YOUR ASSIGNMENT:
Once the lines below holding the string "probable" are counted, give that number alone.

DATA FOR THIS EXERCISE:
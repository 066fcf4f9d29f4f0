use serde::{Deserialize, Serialize};

use super::hmm::Hmm;
use super::trellis::{Backpointers, START_ROW, Trellis};
use crate::error::{HmmError, Result};

/// Rule choosing the final-column row from which backtracking starts.
#[derive(Serialize, Deserialize, Clone, Copy, Debug, Default, PartialEq, Eq)]
pub enum TerminalSelection {
	/// Among rows whose last backpointer is set, the one with the smallest
	/// backpointer (first row in state order on ties).
	#[default]
	SmallestBackpointer,
	/// The row with the highest final probability (first row on ties).
	MaxProbability,
}

impl Hmm {
	/// Fills the max-product trellis and its backpointers.
	///
	/// A backpointer is only replaced by a strictly larger candidate, so ties
	/// keep the earliest predecessor and zero candidates never set one.
	fn viterbi_trellis<S: AsRef<str>>(&self, observations: &[S]) -> (Trellis, Backpointers) {
		let symbols = self.observation_indices(observations);
		let mut trellis = Trellis::seeded(self.n_states(), symbols.len());
		let mut backpointers = Backpointers::new(self.n_states(), symbols.len(), None);

		for (t, &symbol) in symbols.iter().enumerate() {
			let column = t + 1;
			for state in 0..self.n_states() {
				let mut best = 0.0;
				let mut best_from = None;
				for from in 0..trellis.rows() {
					let candidate = trellis.get(from, column - 1) * self.step_weight(from, state, symbol);
					if candidate > best {
						best = candidate;
						best_from = Some(from);
					}
				}
				trellis.set(state + 1, column, best);
				backpointers.set(state + 1, column, best_from);
			}
		}

		(trellis, backpointers)
	}

	/// Most probable hidden-state path for the observations, using the
	/// default `TerminalSelection`.
	pub fn viterbi<S: AsRef<str>>(&self, observations: &[S]) -> Result<Vec<&str>> {
		self.viterbi_with(observations, TerminalSelection::default())
	}

	/// Most probable hidden-state path for the observations.
	///
	/// # Returns
	/// - One state label per observation, in order
	/// - An empty path for an empty observation sequence
	///
	/// # Errors
	/// `NoViablePath` if every final trellis cell is zero.
	pub fn viterbi_with<S: AsRef<str>>(
		&self,
		observations: &[S],
		selection: TerminalSelection,
	) -> Result<Vec<&str>> {
		if observations.is_empty() {
			return Ok(Vec::new());
		}

		let (trellis, backpointers) = self.viterbi_trellis(observations);
		let last = trellis.last_column();

		let terminal = match selection {
			TerminalSelection::SmallestBackpointer => (START_ROW + 1..backpointers.rows())
				.filter_map(|row| backpointers.get(row, last).map(|from| (row, from)))
				.min_by_key(|&(_, from)| from)
				.map(|(row, _)| row),
			TerminalSelection::MaxProbability => trellis.argmax(last).map(|state| state + 1),
		};
		let mut row = terminal.ok_or(HmmError::NoViablePath)?;

		let mut path = vec![0; observations.len()];
		for column in (1..=last).rev() {
			path[column - 1] = row.checked_sub(1).ok_or(HmmError::NoViablePath)?;
			row = backpointers.get(row, column).ok_or(HmmError::NoViablePath)?;
		}

		Ok(path.into_iter().map(|state| self.states()[state].as_str()).collect())
	}

	/// Probability of the single most probable path.
	///
	/// # Errors
	/// `NoViablePath` if no path can emit the observations.
	pub fn viterbi_probability<S: AsRef<str>>(&self, observations: &[S]) -> Result<f64> {
		let (trellis, _) = self.viterbi_trellis(observations);
		let best = trellis.column_max(trellis.last_column());
		if best > 0.0 { Ok(best) } else { Err(HmmError::NoViablePath) }
	}
}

RESULT FOR THIS EXERCISE:
3